Monday, September 26, 2011

Below 225!!!

So many obstacles to get through and endure... and yet... I am starting to totally feel I'm really progressing.

Obviously, I didn't keep my other goal for weight loss by September for my cousin's wedding. I didn't even go as there was a lot going on. However, things are finally settling a bit (besides work which always sucks so whatever.)

Finally, I have been able to focus better on working out which I've been doing quite regularly now. I'll even try and go upstairs to workout during lunch at work if I have time though I haven't been able to block off time to do so regularly yet.

Honestly, I want to say my weight loss is because of others like my bootcamp instructors, my girlfriend, or because others worry about me... It really is because of me though. When stressed, I don't grab a pizza puff.
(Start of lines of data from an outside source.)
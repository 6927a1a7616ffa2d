//! The relay collaborator contract.
//!
//! A relay service delivers byte packets between identified peers on small
//! numbered channels. It resolves identities, traverses NATs, and brings
//! peer sessions up and down; relaylink only consumes it through the
//! [`Relay`] trait below.
//!
//! All methods are non-blocking. In particular [`Relay::try_receive`] must
//! return immediately, which is why relaylink polls it from a loop instead
//! of awaiting it.

use std::fmt;

use relaylink_protocol::{PeerId, Reliability, WireChannel};
use tokio::sync::mpsc;

use crate::TransportError;

/// A packet pulled off the relay. Consumed immediately by the
/// demultiplexer, never stored as-is.
#[derive(Debug, Clone, PartialEq, Eq)]
pub struct InboundPacket {
    /// Who sent it.
    pub peer: PeerId,
    /// The wire channel it arrived on.
    pub wire: WireChannel,
    /// Raw payload.
    pub payload: Vec<u8>,
}

/// Why the relay tore down its session with a peer.
#[derive(Debug, Clone, PartialEq, Eq)]
pub enum RelayCloseCode {
    /// The remote peer closed its side.
    ClosedByPeer,
    /// The relay gave up waiting for the remote peer.
    TimedOut,
    /// No route to the remote peer could be established.
    NoRoute,
    /// The local session was shut down.
    LocalShutdown,
    /// Any backend-specific code relaylink doesn't interpret.
    Other(i32),
}

impl fmt::Display for RelayCloseCode {
    fn fmt(&self, f: &mut fmt::Formatter<'_>) -> fmt::Result {
        match self {
            Self::ClosedByPeer => write!(f, "remote peer closed the session"),
            Self::TimedOut => write!(f, "relay session timed out"),
            Self::NoRoute => write!(f, "no route to remote peer"),
            Self::LocalShutdown => write!(f, "local relay session shut down"),
            Self::Other(code) => write!(f, "relay error code {code}"),
        }
    }
}

/// Notifications pushed by the relay while a session is open.
#[derive(Debug, Clone, PartialEq, Eq)]
pub enum RelayEvent {
    /// A peer we have no relay session with is trying to reach us.
    IncomingConnectionRequest {
        /// The requesting peer.
        peer: PeerId,
        /// Name of the relay socket the request arrived on.
        socket_name: String,
    },

    /// The relay closed its session with a peer.
    ConnectionClosed {
        /// The peer whose session ended.
        peer: PeerId,
        /// Backend reason.
        code: RelayCloseCode,
    },
}

/// The relay service primitive.
///
/// # Trait bounds
///
/// `Send + Sync + 'static` because a relay handle is shared between the
/// demultiplexer task and every connection that sends through it.
pub trait Relay: Send + Sync + 'static {
    /// Registers `local_id` with the relay and subscribes to its events.
    ///
    /// The returned receiver yields [`RelayEvent`]s until the session is
    /// closed.
    fn open_session(
        &self,
        local_id: PeerId,
    ) -> Result<mpsc::UnboundedReceiver<RelayEvent>, TransportError>;

    /// Unregisters from the relay. Idempotent.
    fn close_session(&self);

    /// Sends one packet. Fire-and-forget: success means "handed to the
    /// relay", not "delivered".
    fn send_packet(
        &self,
        peer: PeerId,
        wire: WireChannel,
        reliability: Reliability,
        payload: &[u8],
    ) -> Result<(), TransportError>;

    /// Pops the next packet queued on `wire`, if any.
    ///
    /// `Ok(None)` is the normal "nothing queued right now" answer.
    fn try_receive(
        &self,
        wire: WireChannel,
    ) -> Result<Option<InboundPacket>, TransportError>;

    /// Accepts a pending relay-level session request from `peer`.
    fn accept_peer(&self, peer: PeerId) -> Result<(), TransportError>;

    /// Tears down the relay-level session with `peer`. Idempotent.
    fn close_peer(&self, peer: PeerId);
}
Even when I feel lazy, I make myself go to workout as I love the feeling I get after I'm done with the workout. I really should talk about my bootcamp classes sometime soon as I love the variety and always feel challenged (there are some exercises that are staples that I don't like though.) Maybe next post...

None of my usual comfort foods are turned to right now. I will admit my weight should be lower as before I started my new nutrition regiment I indulged myself. I had 2 hot dogs, a pizza puff, and fries on a Monday and a big thing of combination fried rice on Tuesday. Besides a hamburger, I essentially ate all my favorite fast food. Now, I'm on a hiatus from that kind of food until Thailand (going to Thailand around the end of the year!). Sure, I probably can have the things I love once in a while, but I'm content with the healthier stuff for now and since it's a while away everytime I treat myself will add up a bit. I know that if I fall off when I'm being so strict that it would probably be harsh or start me on another cycle of indulging, but I want to be able to walk around without a shirt on the beach and enjoy myself.

Anyways, just wanted to post on my sub-250 milestone.

Maybe I should make a short-term goal for my birthday... If I have around a month what do you think it should be? Personally I'd love to say 200 or sub-200, but I don't think it'd be too realistic for around a month timeframe. Maybe I'll say 210-215?